Monica Weizen Justin is verbally not good in words. So here i am, writing down all my thoughts, my feelings that no one in this world would know. So whoever bother to read this, could understand me better. If there is no one bothers, it is ok. It is simply because i don't create this blog for you, but for myself. :)
If there is anywhere in my stories that you think has something adversely to do with you, i hereby apologize first. I just want to have my own page with my own stories without being censored. The pages are the products of my thoughts that have been derived from a rational reasoning in my own unique way.
I want to be just myself.

Wednesday, April 27, 2011

Less than 12 hours to my Final Exam result!

Exactly!!!

I am not so nervous now compared to the few minutes before going in to the exam yesterday.

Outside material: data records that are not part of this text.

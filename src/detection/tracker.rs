//! 多目标跟踪 (Track Manager)
//! Multi-object tracking: IOU greedy matching + track lifecycle
//!
//! 核心流程:
//! 1. 同类别检测框与所有存活轨迹计算IOU
//! 2. 按IOU降序贪心匹配 (同分按轨迹ID升序)
//! 3. 未匹配检测 → 新建 Tentative 轨迹
//! 4. 未匹配轨迹 → 丢失计数 +1, 超过缓冲帧数后过期删除

use serde::{Deserialize, Serialize};
use tracing::debug;

use super::types::{BBox, Detection};

// ========== 公共数据结构 ==========

/// 轨迹生命周期: Tentative → Confirmed → Lost → Expired
#[derive(Debug, Clone, Copy, PartialEq, Eq, Default)]
pub enum TrackState {
    /// 新建, 尚未确认
    #[default]
    Tentative,
    /// 稳定跟踪
    Confirmed,
    /// 暂时丢失, 仍可重新匹配
    Lost,
    /// 终态, 从存活集合中移除
    Expired,
}

impl TrackState {
    /// 下游可用的活跃状态 (Confirmed / Lost)
    pub fn is_active(&self) -> bool {
        matches!(self, TrackState::Confirmed | TrackState::Lost)
    }
}

/// 跟踪对象
#[derive(Clone, Debug)]
pub struct Track {
    /// 唯一跟踪ID (单调递增, 永不复用)
    pub id: u32,

    /// 类别ID (轨迹生命周期内不变)
    pub class_id: u32,

    /// 最近一次匹配的检测置信度
    pub confidence: f32,

    /// 当前边界框
    pub bbox: BBox,

    /// 连续丢失帧数
    pub frames_lost: u32,

    /// 创建后成功匹配次数
    pub hits: u32,

    pub state: TrackState,

    /// 最近一次匹配的帧序号
    pub last_updated: u64,

    /// 显示颜色 (每个ID不同颜色)
    pub color: (u8, u8, u8),
}

impl Track {
    fn new(id: u32, detection: &Detection, frame_index: u64, min_hits: u32) -> Self {
        let state = if min_hits == 0 {
            TrackState::Confirmed
        } else {
            TrackState::Tentative
        };

        Self {
            id,
            class_id: detection.class_id,
            confidence: detection.confidence,
            bbox: detection.bbox,
            frames_lost: 0,
            hits: 0,
            state,
            last_updated: frame_index,
            color: id_to_color(id),
        }
    }

    /// 本帧是否被观测到 (新建或刚匹配)
    pub fn is_visible(&self) -> bool {
        self.frames_lost == 0 && self.state != TrackState::Expired
    }

    pub fn is_active(&self) -> bool {
        self.state.is_active()
    }

    fn mark_hit(&mut self, detection: &Detection, frame_index: u64, min_hits: u32) {
        self.bbox = detection.bbox;
        self.confidence = detection.confidence;
        self.frames_lost = 0;
        self.hits += 1;
        self.last_updated = frame_index;

        self.state = match self.state {
            TrackState::Tentative if self.hits >= min_hits => TrackState::Confirmed,
            TrackState::Tentative => TrackState::Tentative,
            _ => TrackState::Confirmed,
        };
    }

    fn mark_missed(&mut self, lost_track_buffer: u32) {
        self.frames_lost += 1;

        self.state = match self.state {
            // 未确认的轨迹一旦丢失直接过期
            TrackState::Tentative => TrackState::Expired,
            _ if self.frames_lost >= lost_track_buffer => TrackState::Expired,
            _ => TrackState::Lost,
        };
    }
}

/// 跟踪器参数
#[derive(Clone, Debug, PartialEq, Serialize, Deserialize)]
#[serde(default)]
pub struct TrackerConfig {
    /// 最小匹配IOU
    pub match_threshold: f32,
    /// 丢失缓冲帧数, 连续丢失达到该值后过期
    pub lost_track_buffer: u32,
    /// Tentative → Confirmed 所需的匹配次数
    pub min_hits: u32,
}

impl Default for TrackerConfig {
    fn default() -> Self {
        Self {
            match_threshold: 0.8,
            lost_track_buffer: 30,
            min_hits: 1,
        }
    }
}

/// 轨迹管理器
pub struct TrackManager {
    config: TrackerConfig,

    /// 存活轨迹 (按ID升序)
    tracks: Vec<Track>,

    /// 下一个分配的ID
    next_id: u32,

    /// 已处理帧数
    frame_index: u64,
}

/// 匹配候选
struct Candidate {
    iou: f32,
    track_id: u32,
    track_idx: usize,
    det_idx: usize,
}

impl TrackManager {
    pub fn new(config: TrackerConfig) -> Self {
        Self {
            config,
            tracks: Vec::new(),
            next_id: 1,
            frame_index: 0,
        }
    }

    pub fn config(&self) -> &TrackerConfig {
        &self.config
    }

    pub fn tracks(&self) -> &[Track] {
        &self.tracks
    }

    /// 活跃轨迹 (Confirmed / Lost)
    pub fn active(&self) -> impl Iterator<Item = &Track> {
        self.tracks.iter().filter(|t| t.is_active())
    }

    pub fn frame_index(&self) -> u64 {
        self.frame_index
    }

    /// 已分配的ID总数
    pub fn ids_issued(&self) -> u32 {
        self.next_id - 1
    }

    /// 清除所有轨迹 (ID继续递增)
    pub fn reset(&mut self) {
        self.tracks.clear();
    }

    /// 更新跟踪 (IOU贪心匹配)
    pub fn update(&mut self, detections: &[Detection]) -> &[Track] {
        self.frame_index += 1;
        let frame_index = self.frame_index;
        let min_hits = self.config.min_hits;

        // 1. 贪心匹配
        let (matched_track, matched_det) = self.match_detections(detections);

        for (track_idx, det_idx) in matched_track.iter().enumerate() {
            if let Some(det_idx) = det_idx {
                self.tracks[track_idx].mark_hit(&detections[*det_idx], frame_index, min_hits);
            }
        }

        // 2. 未匹配的轨迹 → 标记丢失
        for (track_idx, det_idx) in matched_track.iter().enumerate() {
            if det_idx.is_none() {
                self.tracks[track_idx].mark_missed(self.config.lost_track_buffer);
            }
        }

        // 3. 删除过期轨迹
        self.tracks.retain(|t| {
            if t.state == TrackState::Expired {
                debug!("🗑️ 轨迹 #{} 过期 (丢失{}帧)", t.id, t.frames_lost);
                false
            } else {
                true
            }
        });

        // 4. 未匹配的检测 → 新建轨迹 (按规范顺序分配ID, 与输入顺序无关)
        let mut unmatched: Vec<&Detection> = detections
            .iter()
            .enumerate()
            .filter(|(idx, _)| !matched_det[*idx])
            .map(|(_, det)| det)
            .collect();
        unmatched.sort_by(|a, b| a.canonical_cmp(b));

        for det in unmatched {
            let track = Track::new(self.next_id, det, frame_index, min_hits);
            debug!("🆕 新轨迹 #{} (类别{})", track.id, track.class_id);
            self.tracks.push(track);
            self.next_id += 1;
        }

        &self.tracks
    }

    /// IOU 匹配, 返回 (每条轨迹匹配到的检测下标, 每个检测是否已匹配)
    fn match_detections(&self, detections: &[Detection]) -> (Vec<Option<usize>>, Vec<bool>) {
        let mut matched_track = vec![None; self.tracks.len()];
        let mut matched_det = vec![false; detections.len()];

        if detections.is_empty() || self.tracks.is_empty() {
            return (matched_track, matched_det);
        }

        let mut candidates = Vec::new();
        for (track_idx, track) in self.tracks.iter().enumerate() {
            for (det_idx, det) in detections.iter().enumerate() {
                if det.class_id != track.class_id {
                    continue;
                }
                let iou = track.bbox.iou(&det.bbox);
                if iou >= self.config.match_threshold {
                    candidates.push(Candidate {
                        iou,
                        track_id: track.id,
                        track_idx,
                        det_idx,
                    });
                }
            }
        }

        // 贪心匹配: IOU降序, 同分按轨迹ID升序, 再按检测框规范顺序
        candidates.sort_by(|a, b| {
            b.iou
                .total_cmp(&a.iou)
                .then(a.track_id.cmp(&b.track_id))
                .then_with(|| detections[a.det_idx].canonical_cmp(&detections[b.det_idx]))
        });

        for c in candidates {
            if matched_track[c.track_idx].is_none() && !matched_det[c.det_idx] {
                matched_track[c.track_idx] = Some(c.det_idx);
                matched_det[c.det_idx] = true;
            }
        }

        (matched_track, matched_det)
    }

    /// 获取跟踪统计信息
    pub fn stats(&self) -> String {
        format!(
            "跟踪: {} 个 (活跃 {}) | 总ID: {}",
            self.tracks.len(),
            self.active().count(),
            self.ids_issued()
        )
    }
}

impl Default for TrackManager {
    fn default() -> Self {
        Self::new(TrackerConfig::default())
    }
}

// ========== 工具函数 ==========

/// 根据ID生成不同颜色
pub fn id_to_color(id: u32) -> (u8, u8, u8) {
    let hue = (id as f32 * 137.508) % 360.0; // 黄金角度采样
    hsv_to_rgb(hue, 0.8, 0.9)
}

/// HSV转RGB
fn hsv_to_rgb(h: f32, s: f32, v: f32) -> (u8, u8, u8) {
    let c = v * s;
    let x = c * (1.0 - ((h / 60.0) % 2.0 - 1.0).abs());
    let m = v - c;

    let (r, g, b) = if h < 60.0 {
        (c, x, 0.0)
    } else if h < 120.0 {
        (x, c, 0.0)
    } else if h < 180.0 {
        (0.0, c, x)
    } else if h < 240.0 {
        (0.0, x, c)
    } else if h < 300.0 {
        (x, 0.0, c)
    } else {
        (c, 0.0, x)
    };

    (
        ((r + m) * 255.0) as u8,
        ((g + m) * 255.0) as u8,
        ((b + m) * 255.0) as u8,
    )
}

#[cfg(test)]
mod tests {
    use super::*;

    fn det(class_id: u32, x: f32, y: f32) -> Detection {
        Detection::new(class_id, 0.9, BBox::new(x, y, 100.0, 200.0))
    }

    fn ids(tracks: &[Track]) -> Vec<u32> {
        tracks.iter().map(|t| t.id).collect()
    }

    #[test]
    fn test_stable_identity_and_confirmation() {
        let mut manager = TrackManager::default();

        let tracks = manager.update(&[det(0, 100.0, 100.0)]);
        assert_eq!(ids(tracks), vec![1]);
        assert_eq!(tracks[0].state, TrackState::Tentative);

        // 每帧移动2像素, IOU 远高于 0.8
        for frame in 1..50 {
            let x = 100.0 + frame as f32 * 2.0;
            let tracks = manager.update(&[det(0, x, 100.0)]);
            assert_eq!(ids(tracks), vec![1]);
            assert_eq!(tracks[0].state, TrackState::Confirmed);
            assert_eq!(tracks[0].frames_lost, 0);
        }
        assert_eq!(manager.ids_issued(), 1);
    }

    #[test]
    fn test_low_iou_creates_new_track() {
        let mut manager = TrackManager::default();
        manager.update(&[det(0, 100.0, 100.0)]);
        // 平移30像素: IOU = 70/130 < 0.8
        let tracks = manager.update(&[det(0, 130.0, 100.0)]);
        // 原Tentative轨迹未匹配 → 过期; 新建 #2
        assert_eq!(ids(tracks), vec![2]);
    }

    #[test]
    fn test_class_must_match() {
        let mut manager = TrackManager::default();
        manager.update(&[det(0, 100.0, 100.0)]);
        let tracks = manager.update(&[det(2, 100.0, 100.0)]);
        assert_eq!(ids(tracks), vec![2]);
        assert_eq!(tracks[0].class_id, 2);
    }

    fn confirmed_manager() -> TrackManager {
        let mut manager = TrackManager::default();
        manager.update(&[det(0, 100.0, 100.0)]);
        manager.update(&[det(0, 100.0, 100.0)]);
        assert_eq!(manager.tracks()[0].state, TrackState::Confirmed);
        manager
    }

    #[test]
    fn test_expires_after_exact_buffer() {
        let mut manager = confirmed_manager();
        let buffer = manager.config().lost_track_buffer;

        for miss in 1..buffer {
            let tracks = manager.update(&[]);
            assert_eq!(tracks.len(), 1);
            assert_eq!(tracks[0].state, TrackState::Lost);
            assert_eq!(tracks[0].frames_lost, miss);
        }

        // 第 buffer 次丢失 → 过期删除
        let tracks = manager.update(&[]);
        assert!(tracks.is_empty());

        // ID 不复用
        let tracks = manager.update(&[det(0, 100.0, 100.0)]);
        assert_eq!(ids(tracks), vec![2]);
    }

    #[test]
    fn test_lost_track_recovers_one_frame_before_expiry() {
        let mut manager = confirmed_manager();
        let buffer = manager.config().lost_track_buffer;

        for _ in 1..buffer {
            manager.update(&[]);
        }
        assert_eq!(manager.tracks()[0].state, TrackState::Lost);

        let tracks = manager.update(&[det(0, 100.0, 100.0)]);
        assert_eq!(ids(tracks), vec![1]);
        assert_eq!(tracks[0].state, TrackState::Confirmed);
        assert_eq!(tracks[0].frames_lost, 0);
    }

    #[test]
    fn test_tentative_miss_expires() {
        let mut manager = TrackManager::default();
        manager.update(&[det(0, 100.0, 100.0)]);
        assert!(manager.update(&[]).is_empty());
    }

    #[test]
    fn test_min_hits_configurable() {
        let mut manager = TrackManager::new(TrackerConfig {
            min_hits: 3,
            ..TrackerConfig::default()
        });
        for _ in 0..3 {
            manager.update(&[det(0, 100.0, 100.0)]);
            assert_eq!(manager.tracks()[0].state, TrackState::Tentative);
        }
        manager.update(&[det(0, 100.0, 100.0)]);
        assert_eq!(manager.tracks()[0].state, TrackState::Confirmed);
        assert_eq!(manager.tracks()[0].hits, 3);
    }

    #[test]
    fn test_greedy_prefers_best_global_match() {
        let mut manager = TrackManager::new(TrackerConfig {
            match_threshold: 0.3,
            ..TrackerConfig::default()
        });
        manager.update(&[det(0, 100.0, 100.0), det(0, 160.0, 100.0)]);
        manager.update(&[det(0, 100.0, 100.0), det(0, 160.0, 100.0)]);
        assert_eq!(ids(manager.tracks()), vec![1, 2]);

        // x=110 与轨迹1(0.82)、轨迹2(0.33)都过阈值; x=160 与轨迹2完全重合 → 先提交
        let tracks = manager.update(&[det(0, 160.0, 100.0), det(0, 110.0, 100.0)]);
        assert_eq!(tracks[0].bbox.x, 110.0);
        assert_eq!(tracks[1].bbox.x, 160.0);
    }

    #[test]
    fn test_matching_independent_of_detection_order() {
        let frame1 = vec![
            det(0, 100.0, 100.0),
            det(0, 400.0, 100.0),
            det(2, 700.0, 300.0),
        ];
        let frame2 = vec![
            det(0, 102.0, 101.0),
            det(0, 398.0, 100.0),
            det(2, 703.0, 300.0),
            det(0, 1000.0, 50.0),
            det(3, 20.0, 20.0),
        ];

        let run = |f1: &[Detection], f2: &[Detection]| {
            let mut manager = TrackManager::default();
            manager.update(f1);
            manager
                .update(f2)
                .iter()
                .map(|t| (t.id, t.class_id, t.bbox.x.to_bits(), t.state))
                .collect::<Vec<_>>()
        };

        let expected = run(&frame1, &frame2);

        let mut f1_rev = frame1.clone();
        f1_rev.reverse();
        let mut f2_rev = frame2.clone();
        f2_rev.reverse();
        let mut f2_rot = frame2.clone();
        f2_rot.rotate_left(2);

        assert_eq!(run(&frame1, &f2_rev), expected);
        assert_eq!(run(&f1_rev, &f2_rot), expected);
    }

    #[test]
    fn test_reset_keeps_id_sequence() {
        let mut manager = TrackManager::default();
        manager.update(&[det(0, 100.0, 100.0)]);
        manager.reset();
        assert!(manager.tracks().is_empty());
        let tracks = manager.update(&[det(0, 100.0, 100.0)]);
        assert_eq!(ids(tracks), vec![2]);
    }

    #[test]
    fn test_id_to_color_distinct() {
        assert_ne!(id_to_color(1), id_to_color(2));
    }
}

But tomorrow, I will be nervous, my hands will shake, like I never before.

Tomorrow will be the announcement of my Final Professional Exam result. The exam that had put me into a lot of things. Depression, insomnia, disappointment, moments of giving up, caffeine intoxication.

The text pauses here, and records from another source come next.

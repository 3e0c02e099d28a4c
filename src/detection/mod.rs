/// 检测系统 (Detection System)
///
/// - Detector: 目标检测接口 (外部模型)
/// - Filter:   类别与尺寸过滤
/// - Tracker:  目标追踪与轨迹生命周期
pub mod detector;
pub mod filter;
pub mod tracker;
pub mod types;

pub use detector::{Detector, ReplayDetector};
pub use filter::DetectionFilter;
pub use tracker::{Track, TrackManager, TrackState, TrackerConfig};
pub use types::{BBox, Detection};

I wonder, who works so hard like shit, other than the medical students, just to get the degree..

My room is nothing more than a Reban Ayam.

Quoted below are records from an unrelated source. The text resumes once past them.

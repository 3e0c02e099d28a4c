//! 检测器 (Detector)
//! 职责: Frame → 原始检测框 (类别 + 置信度 + 边界框)
//!
//! 检测模型本身是外部黑盒, 这里只定义接口与一个离线回放实现.

use std::path::Path;

use anyhow::{Context, Result};
use tracing::info;

use super::types::Detection;
use crate::input::Frame;

/// 默认检测置信度阈值 (过滤地砖反光等弱检测)
pub const DEFAULT_CONF_THRESHOLD: f32 = 0.45;

/// 目标检测接口
///
/// 置信度过滤属于检测器自身配置, 在 `detect` 内部完成.
pub trait Detector {
    fn detect(&mut self, frame: &Frame) -> Result<Vec<Detection>>;
}

impl<D: Detector + ?Sized> Detector for Box<D> {
    fn detect(&mut self, frame: &Frame) -> Result<Vec<Detection>> {
        (**self).detect(frame)
    }
}

/// 离线回放检测器: 从JSON文件读取每帧检测结果
///
/// 文件格式为按帧序号排列的二维数组:
/// `[[{"class_id":0,"confidence":0.9,"bbox":{"x":..,"y":..,"width":..,"height":..}}], ...]`
pub struct ReplayDetector {
    frames: Vec<Vec<Detection>>,
    conf_threshold: f32,
}

impl ReplayDetector {
    pub fn new(frames: Vec<Vec<Detection>>, conf_threshold: f32) -> Self {
        Self {
            frames,
            conf_threshold,
        }
    }

    /// 从JSON文件加载
    pub fn load(path: impl AsRef<Path>, conf_threshold: f32) -> Result<Self> {
        let path = path.as_ref();
        let json = std::fs::read_to_string(path)
            .with_context(|| format!("读取检测文件失败: {}", path.display()))?;
        let frames: Vec<Vec<Detection>> = serde_json::from_str(&json)
            .with_context(|| format!("解析检测文件失败: {}", path.display()))?;

        info!(
            "✅ 回放检测器: {} 帧, 置信度阈值 {:.2}",
            frames.len(),
            conf_threshold
        );
        Ok(Self::new(frames, conf_threshold))
    }

    pub fn frame_count(&self) -> usize {
        self.frames.len()
    }
}

impl Detector for ReplayDetector {
    fn detect(&mut self, frame: &Frame) -> Result<Vec<Detection>> {
        let detections = self
            .frames
            .get(frame.index as usize)
            .map(|dets| {
                dets.iter()
                    .filter(|d| d.confidence >= self.conf_threshold)
                    .copied()
                    .collect()
            })
            .unwrap_or_default();
        Ok(detections)
    }
}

I slept with the books. My bed full with the notes. I've got no time to sweep the floor. Everything is just everywhere.

One point, I drank 4 cups of black arabia coffee from McD. And the next thing I get from it, was, my first ever gastric pain!

It was hell.

It was a continuum of learning process.

The pre-exam, during exam, and post- exam period. It sucks.

But this is what we call life, right?

Without all this, there is no chills in it.

I kinda like it, the moment of stress, how it feels, like a one-second next to dying. It gives me the thrill. And I am a person who loves thrill.

And tomorrow, will be the height of the greatest thrill that would happen to me, so far in my life.

The moment of true thrill.

Let me tell you how will they announce our result tomorrow.

They will call us one by one. Only those who passed. Those who missed, are those who failed, and need another 6 months to go through the same cycle of suffering again.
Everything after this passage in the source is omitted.